The application of modern waterproofing material is a generally straightforward and affordable task, and can usually be completed by just about anyone, using only basic tools.

  1. Any masonry surface, as with any decorated surface, needs to be thoroughly prepared. Brush your masonry clean. Clean any debris and dust from the wall, using the 6-inch masonry brush or a household broom. The old paint can be removed from exterior brick walls using gel or paste removers.
  1. The wall should be clear of loose material, but does not need to be completely clean.
  2. If your masonry has suffered from mold in the past, it is a good idea to treat it with a fungicide wash first.

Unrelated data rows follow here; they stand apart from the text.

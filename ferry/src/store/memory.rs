//! In-memory [`ConfigStore`] used by the test suite and dry runs.

use std::collections::{BTreeMap, BTreeSet};

use async_trait::async_trait;
use parking_lot::Mutex;
use uuid::Uuid;

use crate::kind::ObjectKind;
use crate::model::{ConfigObject, Container, ContainerKind};

use super::{ConfigStore, StoreError};

#[derive(Default)]
struct Inner {
    /// keyed by (kind, lowercased title)
    containers: BTreeMap<(ContainerKind, String), Container>,
    /// keyed by (kind, lowercased container, lowercased identity)
    objects: BTreeMap<(ObjectKind, String, String), ConfigObject>,
    /// kinds in the order writes were applied, for ordering assertions
    applied_kinds: Vec<ObjectKind>,
    /// identities that fail on write, for failure-isolation tests
    failing: BTreeSet<String>,
    /// containers whose listing fails, for fetch-failure tests
    failing_containers: BTreeSet<String>,
}

/// An in-memory configuration service.
pub struct MemoryStore {
    name: String,
    inner: Mutex<Inner>,
}

impl MemoryStore {
    pub fn new(name: impl Into<String>) -> Self {
        Self {
            name: name.into(),
            inner: Mutex::new(Inner::default()),
        }
    }

    pub fn add_container(&self, container: Container) {
        let key = (container.kind, container.title.to_lowercase());
        self.inner.lock().containers.insert(key, container);
    }

    pub fn add_object(&self, object: ConfigObject) {
        let key = (
            object.kind,
            object.container.to_lowercase(),
            object.identity.to_lowercase(),
        );
        self.inner.lock().objects.insert(key, object);
    }

    /// Make every subsequent write of `identity` fail with a validation
    /// error.
    pub fn fail_writes_for(&self, identity: impl Into<String>) {
        self.inner.lock().failing.insert(identity.into().to_lowercase());
    }

    /// Make listing objects of `container` fail with a connectivity error.
    pub fn fail_listing_for(&self, container: impl Into<String>) {
        self.inner
            .lock()
            .failing_containers
            .insert(container.into().to_lowercase());
    }

    pub fn object_count(&self) -> usize {
        self.inner.lock().objects.len()
    }

    pub fn container_count(&self) -> usize {
        self.inner.lock().containers.len()
    }

    pub fn has_container(&self, kind: ContainerKind, title: &str) -> bool {
        self.inner
            .lock()
            .containers
            .contains_key(&(kind, title.to_lowercase()))
    }

    pub fn get(&self, kind: ObjectKind, container: &str, identity: &str) -> Option<ConfigObject> {
        self.inner
            .lock()
            .objects
            .get(&(kind, container.to_lowercase(), identity.to_lowercase()))
            .cloned()
    }

    /// Kinds in apply order, deduplicated to their first appearance.
    pub fn applied_kind_order(&self) -> Vec<ObjectKind> {
        let mut seen = BTreeSet::new();
        self.inner
            .lock()
            .applied_kinds
            .iter()
            .copied()
            .filter(|k| seen.insert(*k))
            .collect()
    }

    fn check_failing(inner: &Inner, object: &ConfigObject) -> Result<(), StoreError> {
        if inner.failing.contains(&object.identity.to_lowercase()) {
            return Err(StoreError::Validation(format!(
                "target rejected '{}'",
                object.identity
            )));
        }
        Ok(())
    }
}

#[async_trait]
impl ConfigStore for MemoryStore {
    async fn list_containers(&self, kind: ContainerKind) -> Result<Vec<Container>, StoreError> {
        let inner = self.inner.lock();
        Ok(inner
            .containers
            .values()
            .filter(|c| c.kind == kind)
            .cloned()
            .collect())
    }

    async fn list_objects(
        &self,
        kind: ObjectKind,
        container: &Container,
    ) -> Result<Vec<ConfigObject>, StoreError> {
        let title = container.title.to_lowercase();
        let inner = self.inner.lock();
        if inner.failing_containers.contains(&title) {
            return Err(StoreError::Connectivity(format!(
                "listing '{}' failed",
                container.title
            )));
        }
        Ok(inner
            .objects
            .values()
            .filter(|o| o.kind == kind && o.container.to_lowercase() == title)
            .cloned()
            .collect())
    }

    async fn get_object(
        &self,
        kind: ObjectKind,
        container: &str,
        identity: &str,
    ) -> Result<Option<ConfigObject>, StoreError> {
        Ok(self.get(kind, container, identity))
    }

    async fn create_object(&self, object: &ConfigObject) -> Result<String, StoreError> {
        let key = (
            object.kind,
            object.container.to_lowercase(),
            object.identity.to_lowercase(),
        );
        let mut inner = self.inner.lock();
        Self::check_failing(&inner, object)?;
        if inner.objects.contains_key(&key) {
            return Err(StoreError::Exists(format!(
                "{} '{}' in '{}'",
                object.kind, object.identity, object.container
            )));
        }
        inner.objects.insert(key, object.clone());
        inner.applied_kinds.push(object.kind);
        Ok(object.identity.clone())
    }

    async fn update_object(&self, object: &ConfigObject) -> Result<(), StoreError> {
        let key = (
            object.kind,
            object.container.to_lowercase(),
            object.identity.to_lowercase(),
        );
        let mut inner = self.inner.lock();
        Self::check_failing(&inner, object)?;
        if !inner.objects.contains_key(&key) {
            return Err(StoreError::NotFound(format!(
                "{} '{}' in '{}'",
                object.kind, object.identity, object.container
            )));
        }
        inner.objects.insert(key, object.clone());
        inner.applied_kinds.push(object.kind);
        Ok(())
    }

    async fn create_container(
        &self,
        kind: ContainerKind,
        title: &str,
    ) -> Result<String, StoreError> {
        let key = (kind, title.to_lowercase());
        let mut inner = self.inner.lock();
        if inner.containers.contains_key(&key) {
            return Err(StoreError::Exists(format!("container '{}'", title)));
        }
        let uid = Uuid::new_v4().to_string();
        inner.containers.insert(
            key,
            Container {
                title: title.to_string(),
                uid: uid.clone(),
                kind,
                provenance: None,
            },
        );
        Ok(uid)
    }

    fn store_name(&self) -> &str {
        &self.name
    }
}

#[cfg(test)]
mod tests {
    use super::*;
    use serde_json::json;

    fn dashboard(identity: &str, container: &str) -> ConfigObject {
        ConfigObject::new(
            ObjectKind::Dashboard,
            identity,
            container,
            json!({"title": identity}),
        )
    }

    #[tokio::test]
    async fn test_create_then_duplicate_create_is_exists() {
        let store = MemoryStore::new("mem");
        store.create_object(&dashboard("Latency", "Prod")).await.unwrap();
        let err = store
            .create_object(&dashboard("latency", "prod"))
            .await
            .unwrap_err();
        assert!(matches!(err, StoreError::Exists(_)));
    }

    #[tokio::test]
    async fn test_update_missing_is_not_found() {
        let store = MemoryStore::new("mem");
        let err = store.update_object(&dashboard("Latency", "Prod")).await.unwrap_err();
        assert!(matches!(err, StoreError::NotFound(_)));
    }

    #[tokio::test]
    async fn test_get_object_matches_case_insensitively() {
        let store = MemoryStore::new("mem");
        store.add_object(dashboard("Latency", "Prod"));
        let found = store
            .get_object(ObjectKind::Dashboard, "PROD", "LATENCY")
            .await
            .unwrap();
        assert!(found.is_some());
    }

    #[tokio::test]
    async fn test_injected_failure_rejects_writes() {
        let store = MemoryStore::new("mem");
        store.fail_writes_for("Latency");
        let err = store.create_object(&dashboard("Latency", "Prod")).await.unwrap_err();
        assert!(matches!(err, StoreError::Validation(_)));
    }
}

These are widely available from DIY stores and decorators merchants and simply brushed on, left for 24 hours, and washed off.
  3. When the surface is clean, check all the joints for holes. Fill any missing joints with sand and cement mixed at 3 to 1 and push well into the brickwork. This mix can be used to fill holes in bricks blocks and stone also.
  4. Apply the pre-mixed cement-based masonry sealer using the masonry brush. Pre-mixed sealer is packaged for immediate use and does not need to be mixed,
  5. Painting:

First you can stabilize the surface. Masonry stabilizing solution is also known as primer binder.

Take in consideration that most masonry stabilizers will not allow your masonry to breathe. Look for a stabilizer which will continue to allow the masonry to breathe.

When painting, look for micro porous paint which, again, allows the mortar to breathe or even better is an-mould breathable paint.